Hamburg. Künstlerinnen werden Asphalt an der Stadthausbrücke in Hamburg zertrümmern, danach wird Gehweg teils rot eingefärbt.

In einigen Wochen werden zwei Hamburger Frauen am Neuen Wall/Ecke Stadthausbrücke mit Vorschlaghämmern erscheinen und das Granitpflaster auf dem Bürgersteig zertrümmern. Das wird der Auftakt für ein ebenso spektakuläres wie bewusst irritierendes Kunstprojekt sein, mit dem an die dunklen Kapitel in der Geschichte dieses Ortes erinnert werden soll – während der NS-Zeit hatte die Gestapo im Stadthaus ihr Hamburger Hauptquartier. Tausende wurden hier gefoltert, viele getötet.

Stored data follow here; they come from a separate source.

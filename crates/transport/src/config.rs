//! Agent backend launch configuration.
//!
//! Shape mirrors `rl_domain::config::McpServerConfig` (command/args/env),
//! since both describe "spawn a subprocess and talk newline-delimited JSON
//! over stdio" — this is the same launch contract, just for the one
//! process that actually runs turns instead of an MCP tool server.

use std::collections::HashMap;

use serde::{Deserialize, Serialize};

#[derive(Debug, Clone, Serialize, Deserialize)]
pub struct AgentBackendConfig {
    /// Executable to spawn (e.g. the agent CLI binary).
    pub command: String,
    #[serde(default)]
    pub args: Vec<String>,
    #[serde(default)]
    pub env: HashMap<String, String>,
    /// Flag name used to resume a prior agent session, e.g. `"--resume"`.
    /// When `None`, attach is not supported and every invocation starts a
    /// fresh agent-side session.
    #[serde(default = "d_resume_arg")]
    pub resume_arg: Option<String>,
    #[serde(default = "d_startup_timeout_ms")]
    pub startup_timeout_ms: u64,
}

impl Default for AgentBackendConfig {
    fn default() -> Self {
        Self {
            command: String::new(),
            args: Vec::new(),
            env: HashMap::new(),
            resume_arg: d_resume_arg(),
            startup_timeout_ms: d_startup_timeout_ms(),
        }
    }
}

fn d_resume_arg() -> Option<String> {
    Some("--resume".into())
}

fn d_startup_timeout_ms() -> u64 {
    10_000
}
//! Consolidation Scheduler (C11) HTTP surface (spec.md §5, §6): the
//! enqueue endpoint. The tick loop that drains the queue runs in the
//! background (`bootstrap::spawn_background_tasks`), not here.

use axum::extract::State;
use axum::Json;

use rl_store::types::QueuedJob;

use crate::api::error::ApiResult;
use crate::state::AppState;

pub async fn enqueue_consolidation(
    State(state): State<AppState>,
    Json(payload): Json<serde_json::Value>,
) -> ApiResult<Json<QueuedJob>> {
    Ok(Json(state.consolidation.enqueue(payload)?))
}
impl SwarmOrchestrator {
    pub fn new(
        store: Arc<StoreGateway>,
        backend_config: AgentBackendConfig,
        sandbox: Arc<SandboxSupervisor>,
        queue: Arc<WorkQueue>,
        provider: Option<Arc<dyn LlmProvider>>,
        config: OrchestratorConfig,
    ) -> Arc<Self> {
        Arc::new(Self {
            store,
            backend_config,
            sandbox,
            queue,
            provider,
            config,
            in_flight: Mutex::new(HashMap::new()),
            cancelled_swarms: Mutex::new(HashSet::new()),
        })
    }

    /// Starts (or continues, after `resume` has reset selected agents to
    /// `pending`) execution of every agent in the swarm. Returns once
    /// every agent has reached a terminal status.
    pub async fn start(self: &Arc<Self>, swarm_id: &str) -> Result<()> {
        let (_swarm, agents) = self.store.load_swarm_with_agents(swarm_id)?;
        self.store
            .update_swarm(swarm_id, |s| s.status = SwarmStatus::Running)?;

        let senders: Arc<SignalMap> = Arc::new(
            agents
                .iter()
                .map(|a| (a.id.clone(), broadcast::channel::<AgentStatus>(1).0))
                .collect(),
        );

        let mut handles = Vec::new();
        for agent in &agents {
            let receivers: Vec<(DependsOn, broadcast::Receiver<AgentStatus>)> = agent
                .depends_on
                .iter()
                .map(|d| (d.clone(), senders[&d.agent_id].subscribe()))
                .collect();
            let this = self.clone();
            let swarm_id = swarm_id.to_string();
            let agent_id = agent.id.clone();
            let senders = senders.clone();
            handles.push(tokio::spawn(async move {
                this.run_agent(&swarm_id, &agent_id, receivers, &senders).await
            }));
        }
        for h in handles {
            let _ = h.await;
        }

        self.finalize_swarm(swarm_id)?;
        Ok(())
    }

    fn finalize_swarm(&self, swarm_id: &str) -> Result<()> {
        let agents = self.store.list_swarm_agents(swarm_id);
        if self.cancelled_swarms.lock().contains(swarm_id) {
            self.store
                .update_swarm(swarm_id, |s| s.status = SwarmStatus::Cancelled)?;
            return Ok(());
        }
        let status = if agents.iter().any(|a| a.status == AgentStatus::Failed) {
            SwarmStatus::Failed
        } else {
            SwarmStatus::Completed
        };
        self.store.update_swarm(swarm_id, |s| s.status = status)?;
        Ok(())
    }

    async fn run_agent(
        self: &Arc<Self>,
        swarm_id: &str,
        agent_id: &str,
        receivers: Vec<(DependsOn, broadcast::Receiver<AgentStatus>)>,
        senders: &SignalMap,
    ) {
        // 1. await all predecessor completion signals.
        for (_, mut rx) in receivers {
            let _ = rx.recv().await;
        }

        let agent = match self.store.list_swarm_agents(swarm_id).into_iter().find(|a| a.id == agent_id) {
            Some(a) => a,
            None => return,
        };

        // Resume semantics: agents left in a terminal state (not reset to
        // `pending`) are not re-run; just forward their existing status.
        if agent.status != AgentStatus::Pending {
            let _ = senders[agent_id].send(agent.status);
            return;
        }

        // 2. swarm-level cancellation.
        if self.cancelled_swarms.lock().contains(swarm_id) {
            let _ = self.mark_terminal(agent_id, AgentStatus::Cancelled, None, None);
            let _ = senders[agent_id].send(AgentStatus::Cancelled);
            return;
        }

        let predecessors: Vec<SwarmAgent> = self
            .store
            .list_swarm_agents(swarm_id)
            .into_iter()
            .filter(|a| agent.depends_on.iter().any(|d| d.agent_id == a.id))
            .collect();

        // 3. synthesis skip-on-failure.
        if should_skip_synthesis(agent.is_synthesis_agent, self.skip_synthesis_on_failure(swarm_id), &predecessors) {
            let _ = self.mark_terminal(agent_id, AgentStatus::Skipped, None, None);
            let _ = senders[agent_id].send(AgentStatus::Skipped);
            return;
        }

        // 4. condition evaluation.
        if should_skip_on_conditions(&agent.depends_on, &predecessors) {
            let _ = self.mark_terminal(agent_id, AgentStatus::Skipped, None, None);
            let _ = senders[agent_id].send(AgentStatus::Skipped);
            return;
        }

        let outcome = self.execute_agent(swarm_id, &agent, &predecessors).await;

        let status = match &outcome {
            Ok(_) => AgentStatus::Completed,
            Err(_) => AgentStatus::Failed,
        };
        let error_message = outcome.as_ref().err().map(|e| e.to_string());
        let _ = self.mark_terminal(agent_id, status, error_message, outcome.ok());

        if agent.is_synthesis_agent {
            if let Some(updated) = self
                .store
                .list_swarm_agents(swarm_id)
                .into_iter()
                .find(|a| a.id == *agent_id)
            {
                let _ = self.store.update_swarm(swarm_id, |s| {
                    s.synthesis_output = updated.output_text.clone();
                    s.synthesis_summary = updated.output_summary.clone();
                });
            }
        }

        let _ = senders[agent_id].send(status);
    }

    fn skip_synthesis_on_failure(&self, swarm_id: &str) -> bool {
        self.store
            .load_swarm_with_agents(swarm_id)
            .map(|(s, _)| s.skip_synthesis_on_failure)
            .unwrap_or(false)
    }

    /// Runs one agent's turn (assigned mode) or its task-claiming loop
    /// (autonomous mode) and persists the resulting conversation
    /// (spec.md §4.5 steps 5-6).
    async fn execute_agent(
        self: &Arc<Self>,
        swarm_id: &str,
        agent: &SwarmAgent,
        predecessors: &[SwarmAgent],
    ) -> Result<(String, Option<String>, u32)> {
        let (swarm, _) = self.store.load_swarm_with_agents(swarm_id)?;
        let working_dir = swarm
            .working_dir
            .clone()
            .map(PathBuf::from)
            .unwrap_or_else(|| self.config.default_working_dir.clone());

        let session = self.store.create_session(Session::new(
            Uuid::new_v4().to_string(),
            working_dir.to_string_lossy().into_owned(),
        ))?;
        self.store.update_swarm_agent(&agent.id, |a| {
            a.status = AgentStatus::Running;
            a.started_at = Some(Utc::now());
            a.session_id = Some(session.id.clone());
        })?;

        if agent.mode == AgentMode::Autonomous {
            return self.execute_autonomous(swarm_id, agent, &working_dir).await;
        }

        let context = compose_dependency_context(
            &agent.depends_on,
            predecessors,
            self.provider.as_ref(),
            self.config.summary_threshold_chars,
        )
        .await;
        let mut prompt = agent.prompt.clone().unwrap_or_default();
        if !context.is_empty() {
            prompt = format!("{prompt}\n\n# Prior agent output\n\n{context}");
        }

        if agent.sandbox_mode {
            let run_config = RunConfig {
                working_dir: working_dir.to_string_lossy().into_owned(),
                system_prompt: agent.personality.clone(),
                model: agent.model.clone(),
                thinking_budget: agent.thinking_budget,
                allowed_tools: agent.allowed_tools.clone(),
                mount_type: rl_store::types::SandboxMountType::Copy,
                network_mode: rl_store::types::SandboxNetworkMode::Bridge,
                plugins: agent.plugins.clone(),
                env: Default::default(),
            };
            match self.sandbox.ensure(&session.id, run_config) {
                Ok(SandboxOutcome::Active(entry)) => entry.begin_query(),
                Ok(SandboxOutcome::Locked) => {
                    return Err(Error::Locked(format!("session {} is locked", session.id)))
                }
                Err(e) => return Err(e),
            }
        }

        let process = spawn_turn(&self.backend_config, &working_dir, &prompt).await?;
        self.in_flight.lock().insert(agent.id.clone(), process.clone());
        let result = drive_turn(&process, &agent.allowed_tools).await;
        self.in_flight.lock().remove(&agent.id);

        if agent.sandbox_mode {
            if let Some(entry) = self.sandbox.get(&session.id) {
                entry.end_query();
            }
        }

        let outcome = result?;
        if let Some(err) = &outcome.error {
            return Err(Error::Transport(err.clone()));
        }

        self.persist_turn(&session.id, &prompt, &outcome)?;

        let output_text = outcome.output_text.clone();
        let summary = if output_text.chars().count() > self.config.summary_threshold_chars {
            Some(synthesize_summary(&output_text, self.provider.as_ref()).await)
        } else {
            None
        };
        Ok((output_text, summary, outcome.tool_count))
    }

    async fn execute_autonomous(
        self: &Arc<Self>,
        swarm_id: &str,
        agent: &SwarmAgent,
        working_dir: &Path,
    ) -> Result<(String, Option<String>, u32)> {
        let agent_id = agent.id.clone();
        let store = self.store.clone();
        let swarm_id_owned = swarm_id.to_string();
        let this = self.clone();
        let mut tasks_completed = 0u32;
        run_autonomous_agent(
            &self.queue,
            &self.backend_config,
            working_dir,
            agent,
            &agent.id,
            &self.config.autonomous,
            |task| {
                tasks_completed += 1;
                let _ = store.update_swarm_agent(&agent_id, |a| {
                    a.autonomous.current_task_id = Some(task.id.clone());
                    a.autonomous.tasks_completed = tasks_completed;
                });
            },
            || this.cancelled_swarms.lock().contains(&swarm_id_owned),
        )
        .await?;
        self.store
            .update_swarm_agent(&agent.id, |a| a.autonomous.current_task_id = None)?;
        Ok((format!("completed {tasks_completed} task(s)"), None, 0))
    }

    fn persist_turn(
        &self,
        session_id: &str,
        prompt: &str,
        outcome: &crate::runner::TurnOutcome,
    ) -> Result<()> {
        self.store.insert_conversation_with_blocks(NewConversation {
            session_id: session_id.to_string(),
            role: ConversationRole::User,
            timestamp: Utc::now(),
            personality: None,
            medium: None,
            user_id: None,
            metrics: ConversationMetrics::default(),
            prompt_summary: None,
            blocks: vec![rl_store::types::ConversationBlock {
                ordinal: 0,
                kind: BlockKind::Text,
                text: Some(prompt.to_string()),
                tool_use_id: None,
                tool_name: None,
                tool_input: None,
                is_error: None,
            }],
        })?;
        self.store.insert_conversation_with_blocks(NewConversation {
            session_id: session_id.to_string(),
            role: ConversationRole::Assistant,
            timestamp: Utc::now(),
            personality: None,
            medium: None,
            user_id: None,
            metrics: ConversationMetrics {
                tool_uses: outcome.tool_count,
                tool_names: outcome.tool_names.clone(),
                ..Default::default()
            },
            prompt_summary: Some(outcome.output_text.clone()),
            blocks: ordered_blocks(outcome),
        })?;
        Ok(())
    }

    fn mark_terminal(
        &self,
        agent_id: &str,
        status: AgentStatus,
        error_message: Option<String>,
        output: Option<(String, Option<String>, u32)>,
    ) -> Result<SwarmAgent> {
        self.store.update_swarm_agent(agent_id, |a| {
            a.status = status;
            a.completed_at = Some(Utc::now());
            a.error_message = error_message;
            if let Some((text, summary, tool_count)) = output {
                a.output_text = Some(text);
                a.output_summary = summary;
                a.tool_count = tool_count;
            }
        })
    }

    /// spec.md §4.5 "Resume": reset selected agents (by name, or every
    /// failed/cancelled agent when `names` is empty) to `pending` and
    /// clear their outputs, then re-run the swarm. Completed agents are
    /// left untouched and `run_agent` forwards their existing status.
    pub async fn resume(self: &Arc<Self>, swarm_id: &str, names: &[String]) -> Result<()> {
        let agents = self.store.list_swarm_agents(swarm_id);
        self.cancelled_swarms.lock().remove(swarm_id);
        for agent in &agents {
            let selected = if names.is_empty() {
                matches!(agent.status, AgentStatus::Failed | AgentStatus::Cancelled)
            } else {
                names.contains(&agent.name)
            };
            if selected {
                self.store.update_swarm_agent(&agent.id, |a| {
                    a.status = AgentStatus::Pending;
                    a.output_text = None;
                    a.output_summary = None;
                    a.error_message = None;
                    a.started_at = None;
                    a.completed_at = None;
                })?;
            }
        }
        self.start(swarm_id).await
    }

    /// spec.md §4.5 "Cancel": marks the swarm and every non-terminal
    /// agent cancelled, and interrupts in-flight turns.
    pub fn cancel(&self, swarm_id: &str) -> Result<()> {
        self.cancelled_swarms.lock().insert(swarm_id.to_string());
        self.store
            .update_swarm(swarm_id, |s| s.status = SwarmStatus::Cancelled)?;
        for agent in self.store.list_swarm_agents(swarm_id) {
            if matches!(agent.status, AgentStatus::Pending | AgentStatus::Running) {
                self.store.update_swarm_agent(&agent.id, |a| {
                    a.status = AgentStatus::Cancelled;
                    a.completed_at = Some(Utc::now());
                })?;
                if let Some(process) = self.in_flight.lock().get(&agent.id).cloned() {
                    let process = process.clone();
                    tokio::spawn(async move {
                        let _ = process.interrupt().await;
                    });
                }
            }
        }
        Ok(())
    }
}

Ute Vorkoeper und Andrea Knob­loch sind die beiden Künstlerinnen, die 2019 mit ihrer Idee einen von der Kulturbehörde ausgeschriebenen Wettbewerb gewonnen hatten. Und nach langen Verzögerungen, die laut Behörde technischer Art und coronabedingt waren, soll es nun endlich losgehen – ursprünglich sollte bereits 2019 alles fertig sein. „Stigma“ nennen die beiden Hamburgerinnen ihr Mahnmal. Auf rund 100 Metern Länge wollen sie „Wunden“ in das Pflaster schlagen und so ein Trümmerfeld schaffen, dessen Lücken mit einer Granulatsplitterschicht (wie man sie von Tartanbahnen in Sportanlagen kennt) ausgegossen werden.

Die rosa Farbe soll an Haut, Fleisch und Blut erinnern. „Durch willkürliche Zerstörung und spätere plastische Reparatur entsteht ein unübersehbares Stigma: ein Wundmal, eine unerträgliche, abstoßende Kennzeichnung im öffentlichen Raum Hamburgs“, formulieren die Künstlerinnen. Es sei ein „bildhauerischer Gewaltakt“.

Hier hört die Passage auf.